Corporate Power and Policy Proximity Modern governance requires engagement with industry. No serious economy can function without it. However, engagement must not turn into policy capture. Across sectors—environmental clearance, land use, digital regulation, industrial subsidies—critics argue that: rules are amended quietly ,compliance thresholds are diluted ,oversight mechanisms are softened ,public consultation is reduced to formality .When such changes coincide with the interests of powerful networks, perception becomes as damaging as proof. In a democracy, perception matters.
Odisha has a long history of resource extraction, industrialisation, and displacement debates. People here are acutely sensitive to how decisions are made. When national leaders from the state gain influence in Delhi, citizens expect: stronger protection of local interests , greater transparency ,ethical distance from corporate advantage ,Instead, many feel excluded from the conversation entirely. The result is not outrage—it is quiet suspicion, which is far more corrosive.

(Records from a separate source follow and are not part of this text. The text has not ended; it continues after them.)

use super::{report_events, Context, FormArgs};
use anyhow::{anyhow, Result};
use clap::Args;
use colored::Colorize;
use formdraft_schema::ThemePatch;

#[derive(Debug, Args)]
pub struct ThemeArgs {
    /// Form id
    pub form: String,

    /// Hex color, e.g. #2563eb
    #[arg(long)]
    pub primary: Option<String>,

    #[arg(long)]
    pub background: Option<String>,

    #[arg(long)]
    pub button: Option<String>,

    #[arg(long)]
    pub text: Option<String>,
}

/// Change theme colors; never creates a draft
pub async fn theme(args: ThemeArgs, ctx: &Context) -> Result<()> {
    let patch = ThemePatch {
        primary_color: args.primary,
        background_color: args.background,
        button_color: args.button,
        text_color: args.text,
    };
    if patch.is_empty() {
        return Err(anyhow!(
            "Nothing to update: pass --primary, --background, --button or --text"
        ));
    }

    let (mut session, mut events) = ctx.open(&args.form).await?;
    session.update_theme(patch).await?;
    report_events(&mut events);

    let theme = &session.form().theme;
    println!("{} Theme updated", "✓".green());
    println!("  primary    {}", theme.primary_color);
    println!("  background {}", theme.background_color);
    println!("  button     {}", theme.button_color);
    println!("  text       {}", theme.text_color);
    Ok(())
}

/// Publish the draft (or re-activate the active version) and make it live
pub async fn publish(args: FormArgs, ctx: &Context) -> Result<()> {
    let (mut session, mut events) = ctx.open(&args.form).await?;

    println!("{}", "🚀 Publishing...".bright_blue().bold());
    let version = session.publish().await?;
    report_events(&mut events);

    println!(
        "{} {} now serves v{}",
        "✓".green(),
        session.form().title.bright_white(),
        version
    );
    Ok(())
}
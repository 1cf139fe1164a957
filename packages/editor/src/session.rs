//! # Edit Session
//!
//! The façade a form editor drives. Holds the bound version's snapshot, the
//! field types, the form itself and the selected field.
//!
//! ## Write paths
//!
//! Field mutations (add, update, toggle required, delete, reorder) first ask
//! the [`BranchCoordinator`] for a writable version, rebind the session when
//! that version is new, then perform the remote write and refetch.
//!
//! Form-scoped updates (details, theme, settings) never touch the version
//! lifecycle and go straight to the remote.
//!
//! ## Snapshot
//!
//! Fields are kept sorted by `order`. Every successful write ends with a
//! refetch, so the snapshot is always the remote's view except while an
//! optimistic change is pending.

use crate::branch::{BranchCoordinator, WritableVersion, WriteTarget};
use crate::draft_resolver::DraftResolver;
use crate::events::{SessionEvent, SessionListener};
use crate::optimistic::{self, Pending, ReorderPlan};
use crate::reconciler::FieldReconciler;
use crate::{EditorError, Result};
use formdraft_client::FormService;
use formdraft_schema::{
    Field, FieldPatch, FieldTypeInfo, Form, FormPatch, FormSettings, NewField, ThemePatch,
    VersionDetail, VersionState,
};
use std::sync::Arc;
use tracing::{debug, info, instrument, warn};

/// Label given to choice fields until the user edits them
const DEFAULT_OPTION_LABEL: &str = "Option 1";

pub struct EditSession {
    form_id: String,
    service: Arc<dyn FormService>,
    coordinator: BranchCoordinator,
    form: Form,
    field_types: Vec<FieldTypeInfo>,
    /// Bound version; `None` only for a form without any version
    version: Option<VersionDetail>,
    selected_field: Option<String>,
    /// Set when a rollback could not fetch authoritative state
    stale: bool,
    listeners: Vec<Arc<dyn SessionListener>>,
}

Rule-Making vs Rule-Bending There is a critical distinction between changing rules through democratic process and bending rules through influence. Rule-making involves: parliamentary debate ,stakeholder consultation ,judicial oversight ,public accountability .
Rule-bending happens when:policies are reinterpreted selectively ,exceptions become norms ,enforcement varies by status ,accountability disappears into committees .Citizens cannot always prove the latter—but they experience its effects daily.
Media Power and Narrative Control Another concern often raised is the role of media and digital platforms in shaping public discourse around power. When critical voices are marginalised and favourable narratives amplified, citizens feel that: debate is managed ,dissent is discouraged ,scrutiny is selective. A healthy democracy requires not just free media—but fearless media.
Why This Matters to Ordinary People? This is not an elite debate. It affects: farmers facing land acquisition , small businesses crushed by compliance ,students navigating rigid regulations ,citizens punished for minor violations. When rules soften for the powerful and harden for the powerless, law loses legitimacy.
Democracy does not collapse through coups—it erodes through exceptions. What Accountability Should Look Like , Public trust can be restored only through visible accountability: transparent disclosure of policy influence ,strict conflict-of-interest norms, independent regulatory bodies , parliamentary scrutiny of rule changes ,strong judicial review, Leaders with influence must welcome scrutiny—not resist it.Power earns legitimacy only when it accepts limits.
A Word on Responsibility Influential leaders often argue—correctly—that association is not wrongdoing and access is not abuse. That is true. But influence carries responsibility: to avoid even the appearance of impropriety , to maintain distance from corporate advantage ,to prioritise public interest over networks .Leadership is not just about power—it is about restraint.
Democracy Demands Distance from Power India does not suffer from lack of talent or leadership. It suffers from concentration of influence. The question before us is simple: Will governance remain a shared democratic process—or become an elite negotiation? Citizens do not demand perfection. They demand fairness. And fairness begins when rules apply equally—regardless of who you are, whom you know, or how powerful you become. That is not opposition. That is democracy doing its job.